Paper NS-WeM13
Application of Scanning Tunneling Microscopy and Tip-Enhanced Raman Spectroscopy to the Study of Intermolecular and Molecule-Substrate Interactions

Wednesday, October 23, 2019, 12:00 pm, Room A222

Molecular self-assembly on surfaces is defined by the unique set of circumstances that arise from the complicated interplay of molecule-molecule and molecule-substrate interactions. These interactions are defined by their highly localized chemical environments. As a result, it becomes necessary to apply spatially resolved techniques. In this work we have applied two primary techniques to the study of intermolecular and molecule-substrate interactions. Scanning tunneling microscopy (STM) reveals local electronic effects and structure, while tip-enhanced Raman spectroscopy (TERS) defines the vibrational fingerprint of a molecule which is highly sensitive to localized chemical effects.
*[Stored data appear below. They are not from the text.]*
//! Pure validators over the graph. None of them mutate; each returns the
//! defects it found, and [`validate_all`] bundles the standing checks.

pub mod allocation;
pub mod structure;

use serde::Serialize;

use crate::graph::Graph;
use crate::report::Sheet;

pub use allocation::{
    allocation_index, find_faulty_allocation_factors, find_unallocatable_processes,
    AllocationFactorDefect, AllocationIndex, AllocationShare, UnallocatableProcess,
};
pub use structure::{
    find_avoided_product_inputs, find_location_issues, find_production_exchange_errors,
    find_unit_references, AvoidedProductInput, LocationDefect, ProductionExchangeDefect,
    ProductionExchangeDetail, UnitReferenceDefect,
};

pub const PRODUCTION_EXCHANGE_SHEET: &str = "productionExchanges";
pub const LOCATION_SHEET: &str = "missingLocations";
pub const ALLOCATION_FACTOR_SHEET: &str = "faultyAllocationFactors";
pub const UNALLOCATABLE_SHEET: &str = "unallocatableProcesses";
pub const AVOIDED_INPUT_SHEET: &str = "avoidedProductInputs";

#[derive(Debug, Clone, Default, PartialEq, Serialize)]
pub struct ValidationSummary {
    pub processes_scanned: usize,
    pub physical_processes: usize,
    pub production_exchange_defects: usize,
    pub location_defects: usize,
    pub allocation_factor_defects: usize,
    pub unallocatable_processes: usize,
    pub avoided_product_inputs: usize,
}

#[derive(Debug, Clone, Default, PartialEq, Serialize)]
pub struct ValidationReport {
    pub summary: ValidationSummary,
    pub production_exchanges: Vec<ProductionExchangeDefect>,
    pub locations: Vec<LocationDefect>,
    pub allocation_factors: Vec<AllocationFactorDefect>,
    pub unallocatable: Vec<UnallocatableProcess>,
    pub avoided_product_inputs: Vec<AvoidedProductInput>,
}

impl ValidationReport {
    pub fn defect_count(&self) -> usize {
        self.production_exchanges.len()
            + self.locations.len()
            + self.allocation_factors.len()
            + self.unallocatable.len()
            + self.avoided_product_inputs.len()
    }

    pub fn is_clean(&self) -> bool {
        self.defect_count() == 0
    }

    pub fn to_sheets(&self) -> Vec<Sheet> {
        vec![
            Sheet::from_records(PRODUCTION_EXCHANGE_SHEET, &self.production_exchanges),
            Sheet::from_records(LOCATION_SHEET, &self.locations),
            Sheet::from_records(ALLOCATION_FACTOR_SHEET, &self.allocation_factors),
            Sheet::from_records(UNALLOCATABLE_SHEET, &self.unallocatable),
            Sheet::from_records(AVOIDED_INPUT_SHEET, &self.avoided_product_inputs),
        ]
    }
}

pub fn validate_all(graph: &Graph) -> ValidationReport {
    let production_exchanges = find_production_exchange_errors(graph);
    let locations = find_location_issues(graph);
    let allocation_factors = find_faulty_allocation_factors(graph);
    let unallocatable = find_unallocatable_processes(graph);
    let avoided_product_inputs = find_avoided_product_inputs(graph);

    let summary = ValidationSummary {
        processes_scanned: graph.processes.len(),
        physical_processes: graph.physical_processes().count(),
        production_exchange_defects: production_exchanges.len(),
        location_defects: locations.len(),
        allocation_factor_defects: allocation_factors.len(),
        unallocatable_processes: unallocatable.len(),
        avoided_product_inputs: avoided_product_inputs.len(),
    };

    ValidationReport {
        summary,
        production_exchanges,
        locations,
        allocation_factors,
        unallocatable,
        avoided_product_inputs,
    }
}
In combination with gas phase Density Function Theory (DFT) calculations it is possible to define the effects of molecule-substrate interactions on the molecules’ vibrations. Three different systems involving organic molecules on single crystals have been examined: boron subpthalocyanine, 3,6-dibromo-9,10-phenanthrenequinone, and rubrene. Through the tandem technique of STM-TERS, intermolecular interactions that result in self-assembly, specifically hydrogen bonds, halogen bonds, and van der Waals interactions have been characterized. Similarly, molecule-substrate effects on molecular configuration and binding strength have been considered through comparison with DFT simulated Raman spectra to obtain a detailed description. Ultimately, the application of complementary techniques results in highly descriptive vibrational fingerprints with spatial resolution.